We didn't sign the .ko file but it should be located in a sane location
(always /lib/modules/kernel_version_it_was_built_for/extra/module.ko -
but the module loaded might be a symlink to that file, so readlink) and
we should have signed the RPM that it contains with an RH key.

> > * If we do not supply a kernel module (.ko file) then it is neither 
> > signed by us, nor is the RPM package containing it.

Average case with third party packaged module(s).

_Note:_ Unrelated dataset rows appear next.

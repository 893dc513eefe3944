// SPDX-License-Identifier: BSD-3-Clause
// Copyright (c) 2026 Aleksandr Ptakhin

use anyhow::{Context, Result};
use clap::Parser;
use hotel_search::app::{create_router, AppState, VERSION};
use hotel_search::services::elasticsearch::{ElasticsearchClient, ElasticsearchConfig};
use hotel_search::services::hotel::HotelService;
use hotel_search::services::logging::init_tracing;
use std::net::SocketAddr;
use std::sync::Arc;
use tracing::info;

/// Hotel search HTTP service backed by Elasticsearch.
///
/// Elasticsearch settings are read from `ELASTICSEARCH_URL`, `HOTEL_INDEX`
/// and `ELASTICSEARCH_TIMEOUT_SECS`.
#[derive(Parser, Debug)]
#[command(name = "hotel-search", version = VERSION)]
struct Cli {
    /// Address the HTTP server listens on
    #[arg(long, env = "HOTEL_SEARCH_BIND", default_value = "0.0.0.0:8089")]
    bind: SocketAddr,
}

#[tokio::main]
async fn main() -> Result<()> {
    let cli = Cli::parse();
    init_tracing();

    let config = ElasticsearchConfig::from_env()?;
    let client = ElasticsearchClient::new(&config)?;
    info!(url = %config.url, index = %config.index, "Using Elasticsearch");

    let state = AppState {
        hotel_service: Arc::new(HotelService::new(Arc::new(client))),
        index: config.index.clone(),
    };
    let app = create_router(state);

    let listener = tokio::net::TcpListener::bind(cli.bind)
        .await
        .with_context(|| format!("Failed to bind {}", cli.bind))?;

    info!("hotel-search v{} listening on {}", VERSION, cli.bind);

    axum::serve(listener, app).await.context("HTTP server failed")?;
    Ok(())
}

> > In the case that the user has played around with their system since 
> > booting, the current loaded driver may differ from the state on disk - 
> > in this case, we can look at e.g. the current kernel symbol table to 
> > figure out what is loaded - I'll send you an example tonight.

You should always verify that the module loaded matches on disk. To do
this you can e.g.:

* Run modinfo against the module that is on disk. Get the srcversion.
* Read /sys/module/module_name/srcversion.
* Verify.

I will look into modifying upstream to make this easier, but this
approach should work in RHEL5.0 anyway.

Any questions? :-)

Jon.




Comment 2 Navid Sheikhol-Eslami 2007-03-15 15:16:45 UTC
After a conversation with dhowells and jcm, currently there's no easy way to
check the signature of a module outside of kernel-space.

I will look into converting the kernel internal routines to a usable C library
to perform this check within sosreport.

I've also committed to SVN some code that compares the loaded module with the
local file-system version to see if they are the same (revision 99).

-- Navid

Comment 7 Red Hat Bugzilla 2007-06-27 12:38:14 UTC
An advisory has been issued which should help the problem
described in this bug report. This report is therefore being
closed with a resolution of ERRATA. For more information
on the solution and/or where to find the updated files,
please follow the link below. You may reopen this bug report
if the solution does not work for you.